Mouse Studies Suggest Daily Dose of Ginkgo May Prevent Brain Cell Damage After a Stroke
Working with genetically engineered mice, researchers at Johns Hopkins have shown that daily doses of a standardized extract from the leaves of the ginkgo tree can prevent or reduce brain damage after an induced stroke.
The scientists, in a report published in Stroke, say their work lends support to other evidence that ginkgo biloba triggers a cascade of events that neutralizes free radicals known to cause cell death.
"It's still a large leap from rodent brains to human brains but these results strongly suggest that further research into the protective effects of ginkgo is warranted," says lead researcher Sylvain Doré, Ph.D., an associate professor in the Department of Anesthesiology and Critical Care Medicine. "If further work confirms what we've seen, we could theoretically recommend a daily regimen of ginkgo to people at high risk of stroke as a preventive measure against brain damage."
In the study, researchers gave ginkgo biloba EGb 761 - a lab-quality form of the extract - to normal mice and HO-1 knockout mice, mice lacking the gene that produces the enzyme heme oxygenase-1(HO-1). HO-1 breaks down heme, a common iron molecule found in blood, into carbon monoxide, iron and biliverdin. HO-1 has been shown to act as an antioxidant and have a protective effect against inflammation in animal models.
Doré and his team gave 100 milligrams per kilogram of EGb 761 extract orally once daily for seven days before inducing stroke in the mice by briefly blocking an artery to one side of the brain.
After stroke induction, the mice were tested for brain function and brain damage. One such test, for example, involves running patterns, another tests reaction to an external stimulus. Similar tests were conducted on mice that did not receive the ginkgo extract.
Neurobehavioral function was evaluated before the study and at 1, 2 and 22 hours after stroke using a four-point scale: (1) no deficit, (2) forelimb weakness, (3) inability to bear weight on the affected side, (4) no spontaneous motor activity.
Results showed that normal mice that were pretreated had 50.9 percent less neurological dysfunction and 48.2 percent smaller areas of brain damage than untreated mice. These positive effects did not exist in the HO-1 knockout mice.

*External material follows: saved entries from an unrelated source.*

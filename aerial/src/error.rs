//! Error types used by the crate.

use std::fmt::{Display, Formatter};

use aerial_types::error::ProjectionError;
use serde::{Deserialize, Serialize};
use thiserror::Error;

/// Aerial error type.
#[derive(Debug, Error)]
pub enum AerialError {
    /// Reference latitude cannot be projected onto the tile matrix.
    #[error("invalid latitude {0}")]
    InvalidLatitude(f64),
    /// Reference longitude is not a finite number.
    #[error("invalid longitude {0}")]
    InvalidLongitude(f64),
    /// Zoom level is out of the supported range.
    #[error("invalid zoom level {0}")]
    InvalidZoom(u32),
    /// Grid radius is out of the supported range.
    #[error("invalid grid radius {0}")]
    InvalidRadius(u32),
    /// Tile source url template is malformed.
    #[error("invalid url template: {0}")]
    InvalidTemplate(String),
    /// Any other invalid configuration value.
    #[error("invalid configuration: {0}")]
    InvalidConfig(String),
    /// Failed to connect to the tile server or to read its response.
    #[error("network error: {0}")]
    Network(String),
    /// Tile data is not a decodable image.
    #[error("failed to decode tile image: {0}")]
    Decode(String),
    /// Tile server responded with an error status or with non-image content.
    #[error("invalid response: {0}")]
    InvalidResponse(String),
    /// Tile is not in the cache, and network access is disabled.
    #[error("tile is not available in offline mode")]
    Offline,
    /// Item not found.
    #[error("item not found")]
    NotFound,
    /// Error reading/writing data to the FS.
    #[error("file system error: {0}")]
    Io(#[from] std::io::Error),
    /// Tile loading task was aborted, for example because the transport or the decoder panicked.
    #[error("tile loading task failed: {0}")]
    Internal(String),
}

/// Category of an error, as reported in [`GridEvent::Error`](crate::event::GridEvent::Error).
#[derive(Debug, Copy, Clone, PartialEq, Eq, Hash, Serialize, Deserialize)]
pub enum ErrorKind {
    /// See [`AerialError::InvalidLatitude`].
    InvalidLatitude,
    /// See [`AerialError::InvalidLongitude`].
    InvalidLongitude,
    /// See [`AerialError::InvalidZoom`].
    InvalidZoom,
    /// See [`AerialError::InvalidRadius`].
    InvalidRadius,
    /// See [`AerialError::InvalidTemplate`].
    InvalidTemplate,
    /// See [`AerialError::InvalidConfig`].
    InvalidConfig,
    /// See [`AerialError::Network`].
    Network,
    /// See [`AerialError::Decode`].
    Decode,
    /// See [`AerialError::InvalidResponse`].
    InvalidResponse,
    /// See [`AerialError::Offline`].
    Offline,
    /// See [`AerialError::NotFound`].
    NotFound,
    /// See [`AerialError::Io`].
    Io,
    /// See [`AerialError::Internal`].
    Internal,
}

impl AerialError {
    /// Category of the error.
    pub fn kind(&self) -> ErrorKind {
        match self {
            AerialError::InvalidLatitude(_) => ErrorKind::InvalidLatitude,
            AerialError::InvalidLongitude(_) => ErrorKind::InvalidLongitude,
            AerialError::InvalidZoom(_) => ErrorKind::InvalidZoom,
            AerialError::InvalidRadius(_) => ErrorKind::InvalidRadius,
            AerialError::InvalidTemplate(_) => ErrorKind::InvalidTemplate,
            AerialError::InvalidConfig(_) => ErrorKind::InvalidConfig,
            AerialError::Network(_) => ErrorKind::Network,
            AerialError::Decode(_) => ErrorKind::Decode,
            AerialError::InvalidResponse(_) => ErrorKind::InvalidResponse,
            AerialError::Offline => ErrorKind::Offline,
            AerialError::NotFound => ErrorKind::NotFound,
            AerialError::Io(_) => ErrorKind::Io,
            AerialError::Internal(_) => ErrorKind::Internal,
        }
    }
}

impl From<ProjectionError> for AerialError {
    fn from(value: ProjectionError) -> Self {
        match value {
            ProjectionError::InvalidLatitude(lat) => Self::InvalidLatitude(lat),
            ProjectionError::InvalidLongitude(lon) => Self::InvalidLongitude(lon),
            ProjectionError::InvalidZoom(zoom) => Self::InvalidZoom(zoom),
        }
    }
}

#[cfg(feature = "reqwest")]
impl From<reqwest::Error> for AerialError {
    fn from(value: reqwest::Error) -> Self {
        Self::Network(value.to_string())
    }
}

#[cfg(feature = "image")]
impl From<image::ImageError> for AerialError {
    fn from(value: image::ImageError) -> Self {
        Self::Decode(value.to_string())
    }
}

/// Failure of a single tile.
///
/// Unlike [`AerialError`] it can be cloned, so that the same failure can be reported to every
/// request that waited for the tile.
#[derive(Debug, Clone, PartialEq, Eq)]
pub struct TileError {
    /// Category of the failure.
    pub kind: ErrorKind,
    /// Human readable description.
    pub message: String,
}

impl TileError {
    /// Creates a new tile error.
    pub fn new(kind: ErrorKind, message: impl Into<String>) -> Self {
        Self {
            kind,
            message: message.into(),
        }
    }
}

impl From<AerialError> for TileError {
    fn from(value: AerialError) -> Self {
        Self {
            kind: value.kind(),
            message: value.to_string(),
        }
    }
}

impl Display for TileError {
    fn fmt(&self, f: &mut Formatter<'_>) -> std::fmt::Result {
        write!(f, "{:?}: {}", self.kind, self.message)
    }
}

impl std::error::Error for TileError {}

"Our results suggest that some element or elements in ginkgo actually protect brain cells during stroke," says Doré.
Roughly 700,000 people experience a stroke in the United States annually. Of those, 87 percent have an ischemic stroke, which is caused by a blocked artery in the brain. Some brain damage occurs simply from the lack of blood getting to brain cells; however, it is known that an increase in the presence of free radicals at the site of an ischemic stroke - once the clot is cleared and the blood supply returns - is also a major cause of resulting brain cell damage. Free radicals are toxic oxygen molecules that are produced when cells die. According to Doré and his team, ginkgo increases HO-1 levels, and the antioxidant properties of this enzyme eliminate free radicals at the surrounding regions of the stroke site.
The only current treatment for ischemic stroke is to clear the clot with tissue plasminogen activator (tPA) or other means. This, however, offers no real protection against the cell damage that occurs when blood flow is restored.
"Ginkgo has long been touted for its positive effects on the brain and is even prescribed in Europe and Asia for memory loss," says Doré. "Now we have a possible understanding for how ginkgo actually works to protect neurons from damage."
Native to China, the ginkgo tree is grown as an ornamental shade tree in Australia, Southeast Asia, Europe, Japan and North America. It is commercially cultivated in France and the United States. It has a grey bark, reaches a height of 35 meters and a diameter of 3 to 4 meters. It has deciduous, fan-like leaves that are green, grey-yellow, brown or blackish.
Additional researchers include Sofiyan Saleem, Ph.D., and Hean Zhuang, M.D., of the Department of Anesthesiology and Critical Care Medicine, and Shyam Biswal, Ph.D., of the Department of Environmental Health Sciences, all from Johns Hopkins.